The DOL regulation attempts to "level the playing field" for everyday investors who hold some $12 trillion in IRA and 401(k) plans when it comes to their dealings with financial advisers.
This is the first major update to the regulations of retirement advice since 1975, when the Employee Retirement Income Security Act was enacted to protect investors in private pension plans.
A large number of financial-industry companies, including Wall Street banks with brokerages, mutual fund companies, and thousands of independent brokers and financial planners, spent over five years fighting this rule.
And, ultimately, the DOL reportedly made some concessions from an earlier proposal in favor of the industry.

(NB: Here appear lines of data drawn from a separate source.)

//! End-to-end scenarios driven entirely through `Database::execute_sql`,
//! exercising the lexer-to-storage pipeline as a caller would see it.

use common::{Config, EvictionPolicy};
use database::Database;
use types::Value;

fn open(path: &std::path::Path) -> Database {
    let config = Config::builder()
        .path(path.to_path_buf())
        .buffer_pool_pages(16)
        .eviction_policy(EvictionPolicy::Lru)
        .build();
    Database::open(&config).unwrap()
}

fn fresh_path() -> tempfile::TempPath {
    let tmp = tempfile::NamedTempFile::new().unwrap();
    let path = tmp.into_temp_path();
    std::fs::remove_file(&path).ok();
    path
}

#[test]
fn create_insert_select_round_trip() {
    let path = fresh_path();
    let mut db = open(&path);

    db.execute_sql("CREATE TABLE t(id INT, name VARCHAR);");
    db.execute_sql("INSERT INTO t(id,name) VALUES (1,'Alice');");
    db.execute_sql("INSERT INTO t(id,name) VALUES (2,'Bob');");
    let result = db.execute_sql("SELECT * FROM t;");

    assert!(result.success);
    assert_eq!(result.rows_affected, 0);
    assert_eq!(result.rows.len(), 2);
    assert_eq!(result.rows[0]["id"], Value::Int(1));
    assert_eq!(result.rows[0]["name"], Value::Text("Alice".into()));
    assert_eq!(result.rows[1]["id"], Value::Int(2));
}

#[test]
fn predicate_with_string_int_coercion() {
    let path = fresh_path();
    let mut db = open(&path);
    db.execute_sql("CREATE TABLE t(id INT, name VARCHAR);");
    db.execute_sql("INSERT INTO t(id,name) VALUES (1,'Alice');");
    db.execute_sql("INSERT INTO t(id,name) VALUES (2,'Bob');");

    let result = db.execute_sql("SELECT name FROM t WHERE id > 1;");
    assert!(result.success);
    assert_eq!(result.rows.len(), 1);
    assert_eq!(result.rows[0]["name"], Value::Text("Bob".into()));
}

#[test]
fn delete_then_select_reflects_removal() {
    let path = fresh_path();
    let mut db = open(&path);
    db.execute_sql("CREATE TABLE t(id INT, name VARCHAR);");
    db.execute_sql("INSERT INTO t(id,name) VALUES (1,'Alice');");
    db.execute_sql("INSERT INTO t(id,name) VALUES (2,'Bob');");

    let deleted = db.execute_sql("DELETE FROM t WHERE id = 1;");
    assert!(deleted.success);
    assert_eq!(deleted.rows_affected, 1);

    let remaining = db.execute_sql("SELECT * FROM t;");
    assert_eq!(remaining.rows.len(), 1);
    assert_eq!(remaining.rows[0]["id"], Value::Int(2));
}

#[test]
fn aggregate_with_group_by() {
    let path = fresh_path();
    let mut db = open(&path);
    db.execute_sql("CREATE TABLE e(id INT, dept VARCHAR, sal INT);");
    db.execute_sql("INSERT INTO e(id,dept,sal) VALUES (1,'A',100);");
    db.execute_sql("INSERT INTO e(id,dept,sal) VALUES (2,'A',200);");
    db.execute_sql("INSERT INTO e(id,dept,sal) VALUES (3,'B',300);");

    let result = db.execute_sql("SELECT dept, COUNT(*) AS n, AVG(sal) AS avg_sal FROM e GROUP BY dept;");
    assert!(result.success);
    assert_eq!(result.rows.len(), 2);

    let a = result.rows.iter().find(|r| r["dept"] == Value::Text("A".into())).unwrap();
    assert_eq!(a["n"], Value::Int(2));
    assert_eq!(a["avg_sal"], Value::Int(150));

    let b = result.rows.iter().find(|r| r["dept"] == Value::Text("B".into())).unwrap();
    assert_eq!(b["n"], Value::Int(1));
    assert_eq!(b["avg_sal"], Value::Int(300));
}

#[test]
fn persistence_across_reopen() {
    let path = fresh_path();
    {
        let mut db = open(&path);
        db.execute_sql("CREATE TABLE t(id INT, name VARCHAR);");
        db.execute_sql("INSERT INTO t(id,name) VALUES (1,'Alice');");
        db.execute_sql("INSERT INTO t(id,name) VALUES (2,'Bob');");
    }

    let mut db = open(&path);
    let result = db.execute_sql("SELECT COUNT(*) AS n FROM t;");
    assert!(result.success, "{}", result.message);
    assert_eq!(result.rows.len(), 1);
    assert_eq!(result.rows[0]["n"], Value::Int(2));
}

#[test]
fn order_by_with_limit() {
    let path = fresh_path();
    let mut db = open(&path);
    db.execute_sql("CREATE TABLE e(id INT, dept VARCHAR, sal INT);");
    db.execute_sql("INSERT INTO e(id,dept,sal) VALUES (1,'A',100);");
    db.execute_sql("INSERT INTO e(id,dept,sal) VALUES (2,'A',200);");
    db.execute_sql("INSERT INTO e(id,dept,sal) VALUES (3,'B',300);");

    let result = db.execute_sql("SELECT id, sal FROM e ORDER BY sal DESC LIMIT 2;");
    assert!(result.success);
    assert_eq!(result.rows.len(), 2);
    assert_eq!(result.rows[0]["id"], Value::Int(3));
    assert_eq!(result.rows[0]["sal"], Value::Int(300));
    assert_eq!(result.rows[1]["id"], Value::Int(2));
    assert_eq!(result.rows[1]["sal"], Value::Int(200));
}

#[test]
fn index_maintenance_point_search_finds_row_location() {
    let path = fresh_path();
    let mut db = open(&path);
    db.execute_sql("CREATE TABLE e(id INT, dept VARCHAR, sal INT);");
    db.execute_sql("INSERT INTO e(id,dept,sal) VALUES (1,'A',100);");
    db.execute_sql("INSERT INTO e(id,dept,sal) VALUES (2,'A',200);");
    db.execute_sql("INSERT INTO e(id,dept,sal) VALUES (3,'B',300);");
    db.execute_sql("CREATE INDEX idx_sal ON e(sal);");

    let matches = db.index_lookup("e", "sal", &Value::Int(200)).unwrap();
    assert_eq!(matches.len(), 1);

    let rows = db.execute_sql("SELECT * FROM e;");
    let expected_id = rows
        .rows
        .iter()
        .find(|r| r["sal"] == Value::Int(200))
        .unwrap()["id"]
        .clone();
    assert_eq!(expected_id, Value::Int(2));
}

#[test]
fn multiple_statements_in_one_call_execute_in_order_and_return_the_last_result() {
    let path = fresh_path();
    let mut db = open(&path);

    let result = db.execute_sql(
        "CREATE TABLE t(id INT, name VARCHAR); \
         INSERT INTO t(id,name) VALUES (1,'Alice'); \
         INSERT INTO t(id,name) VALUES (2,'Bob'); \
         SELECT * FROM t;",
    );

    assert!(result.success, "{}", result.message);
    assert_eq!(result.rows.len(), 2, "result should reflect only the final SELECT");
    assert_eq!(result.rows[0]["id"], Value::Int(1));
    assert_eq!(result.rows[1]["id"], Value::Int(2));

    // Both inserts from the same call actually landed, not just the last one.
    let recount = db.execute_sql("SELECT COUNT(*) AS n FROM t;");
    assert_eq!(recount.rows[0]["n"], Value::Int(2));
}

#[test]
fn malformed_sql_reports_failure_without_panicking() {
    let path = fresh_path();
    let mut db = open(&path);
    let result = db.execute_sql("SELEKT * FROM nowhere;");
    assert!(!result.success);
    assert!(!result.message.is_empty());
}

#[test]
fn unknown_table_is_a_semantic_error() {
    let path = fresh_path();
    let mut db = open(&path);
    let result = db.execute_sql("SELECT * FROM ghost;");
    assert!(!result.success);
}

According to Wealthmanagement.com's Diana Britton and David Armstrong, the DOL "tweaked the final version to 'minimize' the compliance burden on firms and throw open the window to allow for a broader range of investments, including non-traded REITs and variable annuities, as long as advisers guarantee they are putting their client's interests ahead of their own."
"We have reviewed the Department of Labor (DOL) fact sheet on the rule and it appears the DOL has addressed many of the concerns that were raised during the comment period," TD Ameritrade's Skip Schweiss, who was named Fiduciary of the Year in 2015 by the Committee for the Fiduciary Standard, wrote in an email to Business Insider on Wednesday before the new rule was unveiled.
Some folks immediately suggested that the new rule didn't do as much as it could have:
Once they started calling it "streamlined", you knew it was over. https://t.co/QFGExyAUzs— Downtown Josh Brown (@ReformedBroker) April 6, 2016
Meanwhile, others pointed out some of the positives from the new rule:
HUGE positive change in final DoL rule for RIAs - a "level-to-level" exemption that avoids being subject to best interests contract!— MichaelKitces (@MichaelKitces) April 6, 2016
LPL Financial and some other firms that manage money for individuals jumped after the rule was unveiled. LPL was up by as much as 9.9% after the announcement crossed, but it was up 6.5% as of 1:20 p.m. ET.
The Obama administration argues that the new fiduciary rule will save middle-class families billions of dollars every year.
The administration previously estimated that retirement advice from conflicted financial advisers costs American middle class families about $17 billion a year and decreases annual returns on retirement savings by 1 percentage point. Those in the financial industry have disputed these figures.
Notably, there have been some key political opponents to the fiduciary rule. House Speaker Paul Ryan slammed the rule in his official blog back in March, arguing that the rule would disproportionately hurt low-income people.
The rule "creates more paperwork and costly record-keeping requirements for financial planners, restricting access to quality investment advice for upwards of 7 million Americans with IRAs," he wrote in the post about the previously proposed version of the rule. And it "results in higher costs for people seeking financial advice, disproportionately hurting families with smaller bank accounts."
In any case, the implementation of the rule will be introduced over time. The full requirements will go into effect January 1, 2018.
"With the finalization of this rule, we are putting in place a fundamental protection into the American retirement landscape," Perez told reporters on Tuesday afternoon, according to ThinkAdvisor's Melanie Waddell. "A consumer’s best interest must now come before an adviser's financial interest. This is a huge win for the middle class."
"Today's rule ensures that putting clients first is no longer a marketing slogan. It's the law," he added.